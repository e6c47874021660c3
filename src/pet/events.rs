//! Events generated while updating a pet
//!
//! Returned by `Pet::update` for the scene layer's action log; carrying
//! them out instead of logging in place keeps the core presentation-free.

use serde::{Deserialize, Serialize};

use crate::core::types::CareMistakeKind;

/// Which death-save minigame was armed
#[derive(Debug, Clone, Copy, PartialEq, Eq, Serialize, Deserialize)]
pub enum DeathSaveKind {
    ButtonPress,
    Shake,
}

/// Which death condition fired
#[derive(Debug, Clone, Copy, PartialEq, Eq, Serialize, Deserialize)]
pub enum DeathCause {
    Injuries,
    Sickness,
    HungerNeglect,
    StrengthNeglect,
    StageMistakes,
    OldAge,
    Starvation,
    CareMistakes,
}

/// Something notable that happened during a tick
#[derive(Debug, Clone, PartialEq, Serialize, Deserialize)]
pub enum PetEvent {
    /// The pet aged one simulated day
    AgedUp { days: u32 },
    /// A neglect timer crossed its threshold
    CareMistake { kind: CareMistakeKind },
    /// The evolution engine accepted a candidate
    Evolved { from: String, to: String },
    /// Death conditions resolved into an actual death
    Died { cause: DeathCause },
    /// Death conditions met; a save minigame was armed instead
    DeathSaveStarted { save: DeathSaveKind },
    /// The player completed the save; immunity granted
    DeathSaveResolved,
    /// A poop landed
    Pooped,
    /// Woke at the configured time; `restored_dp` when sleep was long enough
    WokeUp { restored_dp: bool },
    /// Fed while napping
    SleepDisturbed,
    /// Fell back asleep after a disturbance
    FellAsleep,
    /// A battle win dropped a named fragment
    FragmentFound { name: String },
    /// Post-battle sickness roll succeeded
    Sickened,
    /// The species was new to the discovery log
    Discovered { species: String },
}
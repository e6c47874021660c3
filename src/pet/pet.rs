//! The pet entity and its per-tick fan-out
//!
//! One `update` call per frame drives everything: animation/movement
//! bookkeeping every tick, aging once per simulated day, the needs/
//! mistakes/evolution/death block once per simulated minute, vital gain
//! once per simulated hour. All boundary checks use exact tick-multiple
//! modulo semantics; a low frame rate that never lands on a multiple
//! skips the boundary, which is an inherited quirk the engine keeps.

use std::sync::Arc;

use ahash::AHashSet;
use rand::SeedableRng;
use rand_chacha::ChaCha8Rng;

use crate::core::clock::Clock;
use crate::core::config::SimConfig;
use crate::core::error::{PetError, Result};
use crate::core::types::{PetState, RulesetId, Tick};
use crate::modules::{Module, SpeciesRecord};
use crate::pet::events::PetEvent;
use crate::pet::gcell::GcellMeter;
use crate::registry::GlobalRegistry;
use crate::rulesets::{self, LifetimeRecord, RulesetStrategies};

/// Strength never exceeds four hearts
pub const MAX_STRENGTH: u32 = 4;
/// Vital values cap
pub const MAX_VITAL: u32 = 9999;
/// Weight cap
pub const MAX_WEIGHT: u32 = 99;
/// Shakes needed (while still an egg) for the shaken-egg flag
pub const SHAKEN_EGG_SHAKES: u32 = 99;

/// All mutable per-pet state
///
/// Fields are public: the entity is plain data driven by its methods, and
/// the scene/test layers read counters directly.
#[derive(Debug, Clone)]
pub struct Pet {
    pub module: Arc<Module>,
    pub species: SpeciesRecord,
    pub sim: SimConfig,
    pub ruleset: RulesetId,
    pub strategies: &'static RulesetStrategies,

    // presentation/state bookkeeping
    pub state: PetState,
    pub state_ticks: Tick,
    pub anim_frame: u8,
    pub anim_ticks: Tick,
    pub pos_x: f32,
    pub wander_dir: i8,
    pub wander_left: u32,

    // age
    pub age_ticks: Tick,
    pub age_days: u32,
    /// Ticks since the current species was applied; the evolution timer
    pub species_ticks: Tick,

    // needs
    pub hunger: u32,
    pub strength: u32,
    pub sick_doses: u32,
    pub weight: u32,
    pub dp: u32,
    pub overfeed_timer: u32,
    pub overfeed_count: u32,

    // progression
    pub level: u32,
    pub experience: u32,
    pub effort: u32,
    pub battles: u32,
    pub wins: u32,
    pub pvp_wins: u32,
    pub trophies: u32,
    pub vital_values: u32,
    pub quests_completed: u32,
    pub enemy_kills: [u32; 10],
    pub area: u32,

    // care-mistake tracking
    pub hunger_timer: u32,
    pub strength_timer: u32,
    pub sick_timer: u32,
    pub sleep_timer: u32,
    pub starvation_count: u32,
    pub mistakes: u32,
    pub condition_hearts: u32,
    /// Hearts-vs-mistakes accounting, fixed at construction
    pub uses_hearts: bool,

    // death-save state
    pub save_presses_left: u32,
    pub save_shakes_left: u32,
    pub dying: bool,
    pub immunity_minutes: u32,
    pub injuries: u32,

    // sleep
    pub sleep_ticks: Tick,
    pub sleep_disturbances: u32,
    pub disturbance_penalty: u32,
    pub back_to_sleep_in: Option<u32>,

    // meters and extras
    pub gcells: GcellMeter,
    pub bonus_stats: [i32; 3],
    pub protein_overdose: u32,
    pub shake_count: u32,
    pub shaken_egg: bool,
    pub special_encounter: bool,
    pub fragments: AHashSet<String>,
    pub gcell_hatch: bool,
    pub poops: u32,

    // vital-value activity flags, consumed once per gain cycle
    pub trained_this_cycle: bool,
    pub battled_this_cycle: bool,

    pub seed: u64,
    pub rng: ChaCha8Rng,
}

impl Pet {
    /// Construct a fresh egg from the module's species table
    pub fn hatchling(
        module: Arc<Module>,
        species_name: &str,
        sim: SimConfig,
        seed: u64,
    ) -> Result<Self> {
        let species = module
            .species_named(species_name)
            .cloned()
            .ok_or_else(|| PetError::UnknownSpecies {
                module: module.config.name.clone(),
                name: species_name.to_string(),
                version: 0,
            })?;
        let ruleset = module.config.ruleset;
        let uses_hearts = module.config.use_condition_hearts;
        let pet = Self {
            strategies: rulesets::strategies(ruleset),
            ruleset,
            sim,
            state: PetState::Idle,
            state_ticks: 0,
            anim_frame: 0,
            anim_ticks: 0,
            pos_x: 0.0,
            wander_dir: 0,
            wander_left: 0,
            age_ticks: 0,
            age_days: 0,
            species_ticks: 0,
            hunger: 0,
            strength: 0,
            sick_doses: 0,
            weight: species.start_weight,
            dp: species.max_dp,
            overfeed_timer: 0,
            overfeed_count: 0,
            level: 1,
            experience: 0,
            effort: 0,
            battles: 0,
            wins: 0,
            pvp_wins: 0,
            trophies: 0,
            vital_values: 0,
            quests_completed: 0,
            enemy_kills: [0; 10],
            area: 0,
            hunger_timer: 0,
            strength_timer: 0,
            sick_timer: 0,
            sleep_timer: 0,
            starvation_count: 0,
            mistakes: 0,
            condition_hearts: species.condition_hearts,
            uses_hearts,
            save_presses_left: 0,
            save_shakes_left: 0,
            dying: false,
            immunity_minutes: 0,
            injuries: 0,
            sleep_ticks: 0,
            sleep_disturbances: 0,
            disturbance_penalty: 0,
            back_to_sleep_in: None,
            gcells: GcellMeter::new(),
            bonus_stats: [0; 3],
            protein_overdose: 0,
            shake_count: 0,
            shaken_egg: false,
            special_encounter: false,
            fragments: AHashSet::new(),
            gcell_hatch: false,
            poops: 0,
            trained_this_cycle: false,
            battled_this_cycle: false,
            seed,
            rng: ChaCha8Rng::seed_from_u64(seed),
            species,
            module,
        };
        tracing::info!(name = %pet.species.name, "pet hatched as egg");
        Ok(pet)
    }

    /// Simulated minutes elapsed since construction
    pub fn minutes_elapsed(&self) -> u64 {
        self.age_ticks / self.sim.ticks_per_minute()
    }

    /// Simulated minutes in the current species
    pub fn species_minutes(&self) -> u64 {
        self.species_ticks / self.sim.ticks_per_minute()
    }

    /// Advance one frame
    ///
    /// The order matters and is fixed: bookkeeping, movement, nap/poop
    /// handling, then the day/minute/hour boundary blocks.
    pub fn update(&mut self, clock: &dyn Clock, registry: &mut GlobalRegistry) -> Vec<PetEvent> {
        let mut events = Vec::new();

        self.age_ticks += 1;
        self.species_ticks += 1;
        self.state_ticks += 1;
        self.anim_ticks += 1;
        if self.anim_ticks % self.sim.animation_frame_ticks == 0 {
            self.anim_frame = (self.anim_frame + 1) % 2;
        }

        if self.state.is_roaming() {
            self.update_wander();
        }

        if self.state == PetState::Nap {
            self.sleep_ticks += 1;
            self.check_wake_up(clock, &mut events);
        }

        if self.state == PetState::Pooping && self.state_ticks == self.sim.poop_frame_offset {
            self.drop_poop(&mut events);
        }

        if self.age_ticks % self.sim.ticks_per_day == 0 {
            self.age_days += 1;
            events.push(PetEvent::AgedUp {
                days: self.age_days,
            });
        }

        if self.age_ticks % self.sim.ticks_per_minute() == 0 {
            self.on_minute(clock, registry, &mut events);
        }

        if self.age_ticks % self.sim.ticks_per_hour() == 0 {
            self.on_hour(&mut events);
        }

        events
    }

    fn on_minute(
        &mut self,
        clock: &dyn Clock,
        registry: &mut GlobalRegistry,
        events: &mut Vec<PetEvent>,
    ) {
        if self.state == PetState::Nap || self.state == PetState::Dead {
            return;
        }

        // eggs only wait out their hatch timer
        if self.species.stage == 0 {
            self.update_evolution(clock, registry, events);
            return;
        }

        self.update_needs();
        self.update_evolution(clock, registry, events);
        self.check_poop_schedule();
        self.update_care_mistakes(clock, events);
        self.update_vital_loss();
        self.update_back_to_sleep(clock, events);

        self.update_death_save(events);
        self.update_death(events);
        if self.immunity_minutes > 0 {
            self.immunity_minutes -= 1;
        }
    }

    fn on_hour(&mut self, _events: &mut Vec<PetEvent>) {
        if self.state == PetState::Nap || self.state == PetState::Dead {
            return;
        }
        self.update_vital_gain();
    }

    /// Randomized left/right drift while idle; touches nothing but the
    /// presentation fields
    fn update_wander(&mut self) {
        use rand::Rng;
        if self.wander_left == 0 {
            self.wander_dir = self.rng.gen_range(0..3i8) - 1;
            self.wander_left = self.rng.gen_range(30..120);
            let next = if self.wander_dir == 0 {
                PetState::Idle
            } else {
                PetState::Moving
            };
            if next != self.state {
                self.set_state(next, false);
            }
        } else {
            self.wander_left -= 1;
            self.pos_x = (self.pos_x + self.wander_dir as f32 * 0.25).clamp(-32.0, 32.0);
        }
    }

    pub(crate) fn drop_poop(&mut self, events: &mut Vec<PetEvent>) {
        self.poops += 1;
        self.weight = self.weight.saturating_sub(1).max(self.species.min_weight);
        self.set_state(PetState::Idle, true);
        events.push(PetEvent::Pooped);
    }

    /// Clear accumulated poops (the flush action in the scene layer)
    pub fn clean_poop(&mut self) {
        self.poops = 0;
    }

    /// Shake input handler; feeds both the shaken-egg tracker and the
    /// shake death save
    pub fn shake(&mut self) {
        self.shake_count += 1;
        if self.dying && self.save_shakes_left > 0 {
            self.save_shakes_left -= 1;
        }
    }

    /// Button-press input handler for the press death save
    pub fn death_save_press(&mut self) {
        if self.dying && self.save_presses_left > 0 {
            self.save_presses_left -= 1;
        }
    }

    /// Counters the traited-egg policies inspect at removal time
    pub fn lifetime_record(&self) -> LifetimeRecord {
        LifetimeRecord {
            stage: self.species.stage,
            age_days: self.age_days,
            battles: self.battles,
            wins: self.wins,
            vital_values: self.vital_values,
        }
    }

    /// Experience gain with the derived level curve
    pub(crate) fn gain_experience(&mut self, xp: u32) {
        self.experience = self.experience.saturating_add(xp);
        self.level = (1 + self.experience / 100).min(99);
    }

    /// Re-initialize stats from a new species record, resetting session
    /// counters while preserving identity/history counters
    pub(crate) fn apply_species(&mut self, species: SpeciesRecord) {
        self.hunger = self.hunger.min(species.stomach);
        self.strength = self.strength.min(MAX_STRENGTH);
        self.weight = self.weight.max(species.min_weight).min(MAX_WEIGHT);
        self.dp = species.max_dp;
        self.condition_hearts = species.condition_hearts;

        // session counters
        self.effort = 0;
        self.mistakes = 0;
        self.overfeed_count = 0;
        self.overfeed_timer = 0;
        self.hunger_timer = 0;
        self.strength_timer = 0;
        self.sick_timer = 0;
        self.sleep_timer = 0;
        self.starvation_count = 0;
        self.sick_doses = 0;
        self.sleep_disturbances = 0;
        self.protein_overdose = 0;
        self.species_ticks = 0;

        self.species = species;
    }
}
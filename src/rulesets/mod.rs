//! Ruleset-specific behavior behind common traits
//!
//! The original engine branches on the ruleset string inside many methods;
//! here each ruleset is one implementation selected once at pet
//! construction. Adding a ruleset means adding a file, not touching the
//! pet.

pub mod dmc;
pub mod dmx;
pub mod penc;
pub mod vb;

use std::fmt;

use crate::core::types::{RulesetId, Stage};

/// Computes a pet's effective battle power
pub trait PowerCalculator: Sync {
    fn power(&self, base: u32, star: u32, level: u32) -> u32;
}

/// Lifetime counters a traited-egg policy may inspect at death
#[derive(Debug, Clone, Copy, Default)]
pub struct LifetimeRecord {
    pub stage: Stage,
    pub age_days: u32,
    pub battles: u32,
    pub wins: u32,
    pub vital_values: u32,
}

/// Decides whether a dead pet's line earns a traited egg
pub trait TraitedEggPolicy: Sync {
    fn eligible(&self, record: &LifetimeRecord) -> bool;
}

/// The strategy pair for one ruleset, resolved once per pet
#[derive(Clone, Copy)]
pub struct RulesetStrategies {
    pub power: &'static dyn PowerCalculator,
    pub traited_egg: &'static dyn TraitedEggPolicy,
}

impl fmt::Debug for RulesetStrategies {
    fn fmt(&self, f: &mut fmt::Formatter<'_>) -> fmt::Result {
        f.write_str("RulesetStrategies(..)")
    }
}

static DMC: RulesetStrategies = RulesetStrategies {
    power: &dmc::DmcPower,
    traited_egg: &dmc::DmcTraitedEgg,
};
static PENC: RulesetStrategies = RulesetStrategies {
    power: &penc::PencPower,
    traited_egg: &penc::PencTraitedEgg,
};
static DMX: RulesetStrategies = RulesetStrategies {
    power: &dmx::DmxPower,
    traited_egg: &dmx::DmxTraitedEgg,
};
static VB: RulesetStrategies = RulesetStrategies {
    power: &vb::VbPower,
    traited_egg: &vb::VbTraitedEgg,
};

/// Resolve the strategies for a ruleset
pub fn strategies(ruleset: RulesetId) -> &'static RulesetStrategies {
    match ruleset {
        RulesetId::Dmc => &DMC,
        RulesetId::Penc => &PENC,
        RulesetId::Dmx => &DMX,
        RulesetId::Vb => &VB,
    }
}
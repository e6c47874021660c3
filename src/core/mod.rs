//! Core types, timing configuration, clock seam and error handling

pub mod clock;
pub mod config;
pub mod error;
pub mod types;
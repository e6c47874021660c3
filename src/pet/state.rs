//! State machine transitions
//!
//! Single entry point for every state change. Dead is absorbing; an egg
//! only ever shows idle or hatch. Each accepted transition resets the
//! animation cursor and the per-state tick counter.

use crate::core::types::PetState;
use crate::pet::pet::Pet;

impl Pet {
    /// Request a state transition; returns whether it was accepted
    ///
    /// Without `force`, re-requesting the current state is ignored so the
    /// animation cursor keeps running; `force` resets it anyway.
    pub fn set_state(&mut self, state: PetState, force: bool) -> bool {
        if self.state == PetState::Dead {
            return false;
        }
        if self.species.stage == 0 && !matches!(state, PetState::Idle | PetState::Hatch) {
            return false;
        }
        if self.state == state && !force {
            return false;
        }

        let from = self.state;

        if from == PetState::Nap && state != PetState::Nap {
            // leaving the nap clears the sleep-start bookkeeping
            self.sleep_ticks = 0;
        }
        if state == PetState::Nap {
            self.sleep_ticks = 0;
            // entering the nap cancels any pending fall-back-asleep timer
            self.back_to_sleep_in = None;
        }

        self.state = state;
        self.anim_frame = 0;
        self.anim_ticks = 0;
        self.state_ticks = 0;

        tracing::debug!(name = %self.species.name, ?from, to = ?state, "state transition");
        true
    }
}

────────────────────────────────────────

▶ Requirement
Output only an exact transcription of the lines above from the one with "self.experience = self.experience.saturating_add(xp);" up to and including the one with "self.hunger = self.hunger.min(species.stomach);".

▶ Answer area
        self.experience = self.experience.saturating_add(xp);
        self.level = (1 + self.experience / 100).min(99);
    }

    /// Re-initialize stats from a new species record, resetting session
    /// counters while preserving identity/history counters
    pub(crate) fn apply_species(&mut self, species: SpeciesRecord) {
        self.hunger = self.hunger.min(species.stomach);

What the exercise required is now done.